I created a CNN model that takes as input a 3x512x512 image, and reduces it, through convolutions and maxpoolings, to a 1024x32x32 cube. In this cube I am using a 1x1 kernel conv layer to make a binary classification and a (x, y) regression for each of the 32x32 cells.
So I have a Conv2d later like this:
predConv = nn.Conv2d(1024, 3, kernel_size=1, padding=0)
My question is: there is any difference between using a single conv layer with 3 kernels (the first for classification, and the last two for regression), and two conv layers, one with 1 kernel (for classification) and another with 2 kernels (for regression), like this:
predClass = nn.Conv2d(1024, 1, kernel_size=1, padding=0)
predXYCoord = nn.Conv2D(1024, 2, kernel_size=2, padding=0)
I think that the answer is that there is no difference, but my classification is getting a good accuracy (0.85) and the regression is outputting nonsense values. I am using BCEWithlogitsloss and MSELoss as loss functions.
Thank you very much, and sorry for the silly question.
Both approaches should yield the same result, if you are using the same setup besides the
kernel_size=2, while the others use a kernel size of 1.
Here is a small example:
# Single layer
input = torch.randn(1, 10, 32, 32, requires_grad=True)
conv1 = nn.Conv2d(10, 3, 3, 1, 1, bias=False)
out1 = conv1(input)
input_grad_reference = input.grad.clone()
conv_grad_reference = conv1.weight.grad.clone()
# Two layers
conv2 = nn.Conv2d(10, 2, 3, 1, 1, bias=False)
conv3 = nn.Conv2d(10, 1, 3, 1, 1, bias=False)
out2 = conv2(input)
out3 = conv3(input)
print((input.grad == input_grad_reference).all())
print((conv2.weight.grad == conv_grad_reference[:2]).all())
print((conv3.weight.grad == conv_grad_reference[2:]).all())

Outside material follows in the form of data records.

#[cfg(test)]
mod tests {
    use super::*;
    use crate::hypervisor::mock::MockBackend;
    use clonebox_types::VmConfig;

    fn vm_config(name: &str) -> VmConfig {
        VmConfig {
            name: name.to_string(),
            vcpus: 1,
            memory_bytes: 512 * 1024 * 1024,
            disk_size_bytes: 1024 * 1024 * 1024,
            base_image_path: "/tmp/base.qcow2".into(),
            network_mode: clonebox_types::NetworkMode::UserMode,
            username: "dev".into(),
            auth_config: clonebox_types::AuthConfig::SshKey {
                sources: vec![clonebox_types::SshKeySource::Literal { key: "ssh-ed25519 AAAA".into() }],
            },
            packages: Default::default(),
            services: Default::default(),
            path_mounts: Vec::new(),
            post_commands: Vec::new(),
            resource_limits: None,
            health_check_configs: Vec::new(),
            snapshot_policy: None,
        }
    }

    #[tokio::test]
    async fn create_rejects_duplicate_names() {
        let dir = tempfile::tempdir().unwrap();
        let backend = MockBackend::default();
        backend.define(&vm_config("dev"), "/tmp/disk.qcow2", "/tmp/seed.iso", "/tmp/serial.log").await.unwrap();
        let manager = SnapshotManager::new(&backend, dir.path());

        manager
            .create("dev", "snap1", SnapshotType::DiskOnly, None, vec![], None)
            .await
            .unwrap();
        let err = manager
            .create("dev", "snap1", SnapshotType::DiskOnly, None, vec![], None)
            .await
            .unwrap_err();
        assert!(matches!(err, Error::AlreadyExists { .. }));
    }

    #[tokio::test]
    async fn delete_non_recursive_rejects_when_children_exist() {
        let dir = tempfile::tempdir().unwrap();
        let backend = MockBackend::default();
        backend.define(&vm_config("dev"), "/tmp/disk.qcow2", "/tmp/seed.iso", "/tmp/serial.log").await.unwrap();
        let manager = SnapshotManager::new(&backend, dir.path());

        manager
            .create("dev", "root", SnapshotType::DiskOnly, None, vec![], None)
            .await
            .unwrap();
        manager
            .create("dev", "child", SnapshotType::DiskOnly, None, vec![], None)
            .await
            .unwrap();

        let err = manager.delete("dev", "root", false).await.unwrap_err();
        assert!(matches!(err, Error::PreconditionFailed(_)));
    }

    #[tokio::test]
    async fn tree_derives_root_from_parentless_snapshots() {
        let dir = tempfile::tempdir().unwrap();
        let backend = MockBackend::default();
        backend.define(&vm_config("dev"), "/tmp/disk.qcow2", "/tmp/seed.iso", "/tmp/serial.log").await.unwrap();
        let manager = SnapshotManager::new(&backend, dir.path());

        manager
            .create("dev", "root", SnapshotType::DiskOnly, None, vec![], None)
            .await
            .unwrap();
        manager
            .create("dev", "child", SnapshotType::DiskOnly, None, vec![], None)
            .await
            .unwrap();

        let tree = manager.tree("dev").await.unwrap();
        assert_eq!(tree.root_names, vec!["root".to_string()]);
        assert_eq!(tree.current_name, Some("child".to_string()));
    }

    #[tokio::test]
    async fn restore_rejects_unknown_snapshot_name() {
        let dir = tempfile::tempdir().unwrap();
        let backend = MockBackend::default();
        backend.define(&vm_config("dev"), "/tmp/disk.qcow2", "/tmp/seed.iso", "/tmp/serial.log").await.unwrap();
        let manager = SnapshotManager::new(&backend, dir.path());

        manager
            .create("dev", "root", SnapshotType::DiskOnly, None, vec![], None)
            .await
            .unwrap();

        let err = manager
            .restore("dev", "nonexistent-snapshot", false, true)
            .await
            .unwrap_err();
        assert!(matches!(err, Error::NotFound { .. }));
    }
}
use std::collections::BTreeMap;
use std::fmt;

use chrono::{DateTime, Utc};
use serde::{Deserialize, Serialize};

/// Recognised secret providers, tried in the explicit order given at
/// resolver construction.
#[derive(Debug, Clone, Copy, PartialEq, Eq, Serialize, Deserialize)]
#[serde(rename_all = "snake_case")]
pub enum SecretProvider {
    Env,
    Dotenv,
    Vault,
    Sops,
    Age,
}

impl fmt::Display for SecretProvider {
    fn fmt(&self, f: &mut fmt::Formatter<'_>) -> fmt::Result {
        let s = match self {
            SecretProvider::Env => "env",
            SecretProvider::Dotenv => "dotenv",
            SecretProvider::Vault => "vault",
            SecretProvider::Sops => "sops",
            SecretProvider::Age => "age",
        };
        f.write_str(s)
    }
}

#[derive(Debug, Clone, Serialize, Deserialize)]
pub struct SecretReference {
    pub provider: SecretProvider,
    pub path: String,
    #[serde(default)]
    pub key: Option<String>,
    #[serde(default)]
    pub provider_config: BTreeMap<String, String>,
}

/// A resolved secret. `Display`/`Debug` never render `value`; only the
/// fixed redacted token, so an accidental `format!("{secret}")` in a log
/// line or persisted artifact cannot leak plaintext.
#[derive(Clone, Serialize, Deserialize)]
pub struct Secret {
    pub value: String,
    pub provider_name: SecretProvider,
    pub retrieved_at: DateTime<Utc>,
}

const REDACTED: &str = "<redacted>";

impl fmt::Display for Secret {
    fn fmt(&self, f: &mut fmt::Formatter<'_>) -> fmt::Result {
        f.write_str(REDACTED)
    }
}

impl fmt::Debug for Secret {
    fn fmt(&self, f: &mut fmt::Formatter<'_>) -> fmt::Result {
        f.debug_struct("Secret")
            .field("value", &REDACTED)
            .field("provider_name", &self.provider_name)
            .field("retrieved_at", &self.retrieved_at)
            .finish()
    }
}

#[cfg(test)]
mod tests {
    use super::*;

    #[test]
    fn secret_display_never_leaks_value() {
        let secret = Secret {
            value: "hunter2-verysecret".into(),
            provider_name: SecretProvider::Env,
            retrieved_at: Utc::now(),
        };
        assert_eq!(format!("{secret}"), "<redacted>");
        assert!(!format!("{secret:?}").contains("hunter2"));
    }
}
//! Disk image lifecycle on the host filesystem (spec §4.4). Shells out to
//! `qemu-img` through the Process Runner — the Disk Manager never spawns
//! a subprocess itself.

use std::path::Path;
use std::time::Duration;

use serde::Deserialize;
use tracing::{debug, info};

use crate::error::{Error, Result};
use crate::process::{self, RunRequest};

const QEMU_IMG_TIMEOUT: Duration = Duration::from_secs(120);

#[derive(Debug, Clone, Deserialize)]
pub struct DiskInfo {
    #[serde(rename = "virtual-size")]
    pub virtual_size: u64,
    #[serde(rename = "actual-size")]
    pub actual_size: u64,
    pub format: String,
    #[serde(rename = "backing-filename")]
    pub backing: Option<String>,
}

pub struct DiskManager;

impl DiskManager {
    /// Creates an image at `path`. When `backing` is given, creates a
    /// copy-on-write overlay; fails if `path` already exists (spec:
    /// "fails if target already exists").
    pub async fn create(
        path: &str,
        size_bytes: u64,
        format: &str,
        backing: Option<&str>,
    ) -> Result<()> {
        if Path::new(path).exists() {
            return Err(Error::already_exists("disk_image", path));
        }
        if let Some(backing_path) = backing {
            if !Path::new(backing_path).exists() {
                return Err(Error::InvalidArgument(format!(
                    "backing file does not exist: {backing_path}"
                )));
            }
            let backing_info = Self::info(backing_path).await?;
            if size_bytes < backing_info.virtual_size {
                return Err(Error::InvalidArgument(format!(
                    "overlay size {size_bytes} must be >= backing virtual size {}",
                    backing_info.virtual_size
                )));
            }
        }

        if let Some(parent) = Path::new(path).parent() {
            tokio::fs::create_dir_all(parent).await?;
        }

        let mut argv = vec!["qemu-img".to_string(), "create".to_string(), "-f".to_string(), format.to_string()];
        if let Some(backing_path) = backing {
            argv.push("-F".to_string());
            argv.push(Self::info(backing_path).await?.format);
            argv.push("-b".to_string());
            argv.push(backing_path.to_string());
        }
        argv.push(path.to_string());
        argv.push(size_bytes.to_string());

        let out = process::run(RunRequest::new(argv).timeout(QEMU_IMG_TIMEOUT)).await?;
        if !out.success() {
            return Err(Error::ExternalToolError {
                tool: "qemu-img".into(),
                exit_code: out.exit_code,
                stderr: out.stderr_string(),
            });
        }
        info!(path, size_bytes, backing = ?backing, "disk: created");
        Ok(())
    }

    /// Expands only; shrink is forbidden.
    pub async fn resize(path: &str, new_size_bytes: u64) -> Result<()> {
        let current = Self::info(path).await?;
        if new_size_bytes < current.virtual_size {
            return Err(Error::InvalidArgument(format!(
                "cannot shrink disk from {} to {new_size_bytes}",
                current.virtual_size
            )));
        }
        if new_size_bytes == current.virtual_size {
            debug!(path, "disk: resize to current size is a no-op");
            return Ok(());
        }
        let out = process::run(
            RunRequest::new([
                "qemu-img",
                "resize",
                path,
                &new_size_bytes.to_string(),
            ])
            .timeout(QEMU_IMG_TIMEOUT),
        )
        .await?;
        if !out.success() {
            return Err(Error::ExternalToolError {
                tool: "qemu-img".into(),
                exit_code: out.exit_code,
                stderr: out.stderr_string(),
            });
        }
        info!(path, new_size_bytes, "disk: resized");
        Ok(())
    }

    pub async fn info(path: &str) -> Result<DiskInfo> {
        let out = process::run(
            RunRequest::new(["qemu-img", "info", "--output=json", path])
                .timeout(Duration::from_secs(30)),
        )
        .await?;
        if !out.success() {
            return Err(Error::ExternalToolError {
                tool: "qemu-img".into(),
                exit_code: out.exit_code,
                stderr: out.stderr_string(),
            });
        }
        Ok(serde_json::from_slice(&out.stdout)?)
    }

    /// Creates an external snapshot file and returns its path.
    pub async fn snapshot(path: &str, snapshot_name: &str) -> Result<String> {
        let snapshot_path = format!("{path}.{snapshot_name}.snap");
        let format = Self::info(path).await?.format;
        let out = process::run(
            RunRequest::new([
                "qemu-img",
                "create",
                "-f",
                &format,
                "-F",
                &format,
                "-b",
                path,
                &snapshot_path,
            ])
            .timeout(QEMU_IMG_TIMEOUT),
        )
        .await?;
        if !out.success() {
            return Err(Error::ExternalToolError {
                tool: "qemu-img".into(),
                exit_code: out.exit_code,
                stderr: out.stderr_string(),
            });
        }
        Ok(snapshot_path)
    }

    /// Idempotent: removing an absent file is not an error.
    pub async fn delete(path: &str) -> Result<()> {
        match tokio::fs::remove_file(path).await {
            Ok(()) => {
                info!(path, "disk: deleted");
                Ok(())
            }
            Err(e) if e.kind() == std::io::ErrorKind::NotFound => Ok(()),
            Err(e) => Err(Error::Io(e)),
        }
    }
}

#[cfg(test)]
mod tests {
    use super::*;

    #[tokio::test]
    async fn create_fails_if_target_exists() {
        let dir = tempfile::tempdir().unwrap();
        let path = dir.path().join("disk.qcow2");
        tokio::fs::write(&path, b"existing").await.unwrap();
        let err = DiskManager::create(path.to_str().unwrap(), 1024, "qcow2", None)
            .await
            .unwrap_err();
        assert!(matches!(err, Error::AlreadyExists { .. }));
    }

    #[tokio::test]
    async fn delete_is_idempotent() {
        let dir = tempfile::tempdir().unwrap();
        let path = dir.path().join("missing.qcow2");
        DiskManager::delete(path.to_str().unwrap()).await.unwrap();
        DiskManager::delete(path.to_str().unwrap()).await.unwrap();
    }
}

Thank you very much for your answer. I was 99% sure that they yield the same result, I just could not find the error on my code. But I think have just found it.
I was permuting the output channels after separating them. Like this:
classification = out[:, 0] # (N, 32, 32)
regression = out[:, 1:] # (N, 2, 32, 32)
regression = regression.permute(0, 2, 3, 1).contiguous() # (N, 32, 32, 2)
Now I am permuting before separating the classifications regression outputs, and the regression results are something meaningful.
By the way, the kernel_size=2 on my question was a typo, it should be 1 on both layers. Is there any reason why you used kernel_size=3 in your examples?
Thank you again!
No, it’s just my default setup for debugging without any particular reason.
I’ve probably seen VGG/AlexNet etc. too often and just write the default conv layer.